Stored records
—————

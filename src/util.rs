/// Joins a host and an API path with exactly one slash between them.
pub(crate) fn urljoin(base: &str, path: &str) -> String {
    format!(
        "{}/{}",
        base.trim_end_matches('/'),
        path.trim_start_matches('/')
    )
}
//! AQuA batch-query job: request payload, response shapes, and the poll loop.

use chrono::{DateTime, TimeZone};
use serde::{Deserialize, Serialize};

use crate::error::{Error, Result};

/// Optional job metadata attached to a submission.
#[derive(Debug, Clone, Default, PartialEq, Eq)]
pub struct JobOptions {
    pub partner: Option<String>,
    pub project: Option<String>,
    /// Expanded to `<prefix>_<timestamp>` unless `project` is set.
    pub project_prefix: Option<String>,
}

#[derive(Debug, Serialize)]
#[serde(rename_all = "camelCase")]
pub(crate) struct JobRequest<'a> {
    format: &'static str,
    version: &'static str,
    encrypted: &'static str,
    use_query_labels: &'static str,
    date_time_utc: &'static str,
    #[serde(skip_serializing_if = "Option::is_none")]
    partner: Option<&'a str>,
    #[serde(skip_serializing_if = "Option::is_none")]
    project: Option<String>,
    queries: Vec<QueryEntry<'a>>,
}

#[derive(Debug, Serialize)]
struct QueryEntry<'a> {
    query: &'a str,
    #[serde(rename = "type")]
    kind: &'static str,
}

impl<'a> JobRequest<'a> {
    pub(crate) fn new<Tz: TimeZone>(
        queries: &'a [String],
        options: &'a JobOptions,
        now: DateTime<Tz>,
    ) -> Self
    where
        Tz::Offset: std::fmt::Display,
    {
        Self {
            format: "csv",
            version: "1.1",
            encrypted: "none",
            use_query_labels: "true",
            date_time_utc: "true",
            partner: options.partner.as_deref(),
            project: project_name(
                options.project.as_deref(),
                options.project_prefix.as_deref(),
                now,
            ),
            queries: queries
                .iter()
                .map(|query| QueryEntry {
                    query: query.as_str(),
                    kind: "zoqlexport",
                })
                .collect(),
        }
    }
}

/// Explicit project wins; otherwise the prefix gets a generation timestamp.
pub fn project_name<Tz: TimeZone>(
    project: Option<&str>,
    project_prefix: Option<&str>,
    now: DateTime<Tz>,
) -> Option<String>
where
    Tz::Offset: std::fmt::Display,
{
    if let Some(project) = project.filter(|p| !p.is_empty()) {
        return Some(project.to_string());
    }
    project_prefix
        .filter(|p| !p.is_empty())
        .map(|prefix| format!("{}_{}", prefix, now.format("%Y-%m-%d %H:%M:%S%.6f")))
}

#[derive(Debug, Deserialize)]
pub(crate) struct JobCreated {
    #[serde(default)]
    pub(crate) id: Option<String>,
}

/// State of a submitted job as reported by the status endpoint.
#[derive(Debug, Clone, Copy, PartialEq, Eq)]
pub enum JobState {
    Pending,
    Completed,
}

#[derive(Debug, Clone, Deserialize)]
pub struct JobStatus {
    pub status: String,
    #[serde(default)]
    pub batches: Vec<Batch>,
}

#[derive(Debug, Clone, Deserialize)]
pub struct Batch {
    #[serde(default, rename = "fileId")]
    pub file_id: Option<String>,
}

impl JobStatus {
    pub fn state(&self) -> JobState {
        if self.status == "completed" {
            JobState::Completed
        } else {
            JobState::Pending
        }
    }

    /// Result file ids in batch order.
    pub fn file_ids(&self) -> Option<Vec<String>> {
        self.batches.iter().map(|b| b.file_id.clone()).collect()
    }
}

/// Polls with `fetch` until the job completes, calling `wait` between attempts.
///
/// Returns the completed status without waiting after it. With
/// `max_attempts = Some(n)`, fails with [`Error::RetriesExceeded`] once `n`
/// fetches came back pending; `None` polls forever.
pub fn poll_until_complete<F, W>(
    mut fetch: F,
    mut wait: W,
    max_attempts: Option<u32>,
) -> Result<JobStatus>
where
    F: FnMut() -> Result<JobStatus>,
    W: FnMut(u32),
{
    let mut attempts: u32 = 0;
    let mut last_status: Option<String> = None;

    loop {
        let status = fetch()?;

        if last_status.as_deref() != Some(status.status.as_str()) {
            tracing::info!(status = %status.status, "job status");
            last_status = Some(status.status.clone());
        }

        if status.state() == JobState::Completed {
            return Ok(status);
        }

        wait(attempts);
        attempts = attempts.saturating_add(1);
        if max_attempts.is_some_and(|max| attempts >= max) {
            return Err(Error::RetriesExceeded { attempts });
        }
    }
}

#[cfg(test)]
mod tests {
    use super::*;
    use chrono::{FixedOffset, Utc};
    use std::collections::VecDeque;

    fn status(s: &str, files: &[&str]) -> JobStatus {
        JobStatus {
            status: s.to_string(),
            batches: files
                .iter()
                .map(|f| Batch {
                    file_id: Some(f.to_string()),
                })
                .collect(),
        }
    }

    fn scripted(
        mut responses: VecDeque<JobStatus>,
    ) -> impl FnMut() -> Result<JobStatus> {
        move || Ok(responses.pop_front().unwrap_or_else(|| status("pending", &[])))
    }

    #[test]
    fn completes_on_third_call_after_two_waits() {
        let responses = VecDeque::from(vec![
            status("pending", &[]),
            status("pending", &[]),
            status("completed", &["f1"]),
        ]);
        let mut calls = 0;
        let mut fetch = scripted(responses);
        let mut waits = 0;

        let done = poll_until_complete(
            || {
                calls += 1;
                fetch()
            },
            |_| waits += 1,
            None,
        )
        .unwrap();

        assert_eq!(calls, 3);
        assert_eq!(waits, 2);
        assert_eq!(done.file_ids(), Some(vec!["f1".to_string()]));
    }

    #[test]
    fn completed_first_call_never_waits() {
        let mut waits = 0;
        poll_until_complete(
            scripted(VecDeque::from(vec![status("completed", &[])])),
            |_| waits += 1,
            Some(1),
        )
        .unwrap();
        assert_eq!(waits, 0);
    }

    #[test]
    fn retries_exceeded_after_max_attempts() {
        let mut calls = 0;
        let err = poll_until_complete(
            || {
                calls += 1;
                Ok(status("executing", &[]))
            },
            |_| {},
            Some(3),
        )
        .unwrap_err();

        assert_eq!(calls, 3);
        assert!(matches!(err, Error::RetriesExceeded { attempts: 3 }));
    }

    #[test]
    fn wait_receives_attempt_index() {
        let mut seen = Vec::new();
        let _ = poll_until_complete(|| Ok(status("pending", &[])), |n| seen.push(n), Some(4));
        assert_eq!(seen, vec![0, 1, 2, 3]);
    }

    #[test]
    fn fetch_errors_propagate_immediately() {
        let mut waits = 0;
        let err = poll_until_complete(
            || {
                Err(Error::Http {
                    status: 500,
                    url: "u".into(),
                    message: "boom".into(),
                })
            },
            |_| waits += 1,
            None,
        )
        .unwrap_err();
        assert!(matches!(err, Error::Http { status: 500, .. }));
        assert_eq!(waits, 0);
    }

    #[test]
    fn file_ids_keep_batch_order() {
        let s = status("completed", &["c", "a", "b"]);
        assert_eq!(
            s.file_ids(),
            Some(vec!["c".to_string(), "a".to_string(), "b".to_string()])
        );

        let mut missing = s.clone();
        missing.batches[1].file_id = None;
        assert_eq!(missing.file_ids(), None);
    }

    #[test]
    fn explicit_project_wins_over_prefix() {
        assert_eq!(
            project_name(Some("explicit"), Some("myproject"), Utc::now()),
            Some("explicit".to_string())
        );
    }

    #[test]
    fn prefix_gets_timestamp() {
        let now = FixedOffset::east_opt(0)
            .unwrap()
            .with_ymd_and_hms(2024, 3, 1, 13, 5, 9)
            .unwrap();
        let project = project_name(None, Some("myproject"), now).unwrap();
        assert!(project.starts_with("myproject_"));
        assert_eq!(project, "myproject_2024-03-01 13:05:09.000000");
        assert_eq!(project_name(None, None, now), None);
    }

    #[test]
    fn request_payload_shape() {
        let queries = vec![
            "select Id from Account".to_string(),
            "select Id from Invoice".to_string(),
        ];
        let options = JobOptions {
            partner: Some("partner1".into()),
            project: Some("p".into()),
            project_prefix: None,
        };
        let body = serde_json::to_value(JobRequest::new(&queries, &options, Utc::now())).unwrap();

        assert_eq!(
            body,
            serde_json::json!({
                "format": "csv",
                "version": "1.1",
                "encrypted": "none",
                "useQueryLabels": "true",
                "dateTimeUtc": "true",
                "partner": "partner1",
                "project": "p",
                "queries": [
                    {"query": "select Id from Account", "type": "zoqlexport"},
                    {"query": "select Id from Invoice", "type": "zoqlexport"}
                ]
            })
        );
    }

    #[test]
    fn request_omits_absent_metadata() {
        let queries = vec!["select Id from Account".to_string()];
        let body =
            serde_json::to_value(JobRequest::new(&queries, &JobOptions::default(), Utc::now()))
                .unwrap();
        assert!(body.get("partner").is_none());
        assert!(body.get("project").is_none());
    }
}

—————

What you are asked to do ::
Please show the lines in the entries above that hold the string "body".

Solution for this exercise ::
        let body = serde_json::to_value(JobRequest::new(&queries, &options, Utc::now())).unwrap();
            body,
        let body =
        assert!(body.get("partner").is_none());
        assert!(body.get("project").is_none());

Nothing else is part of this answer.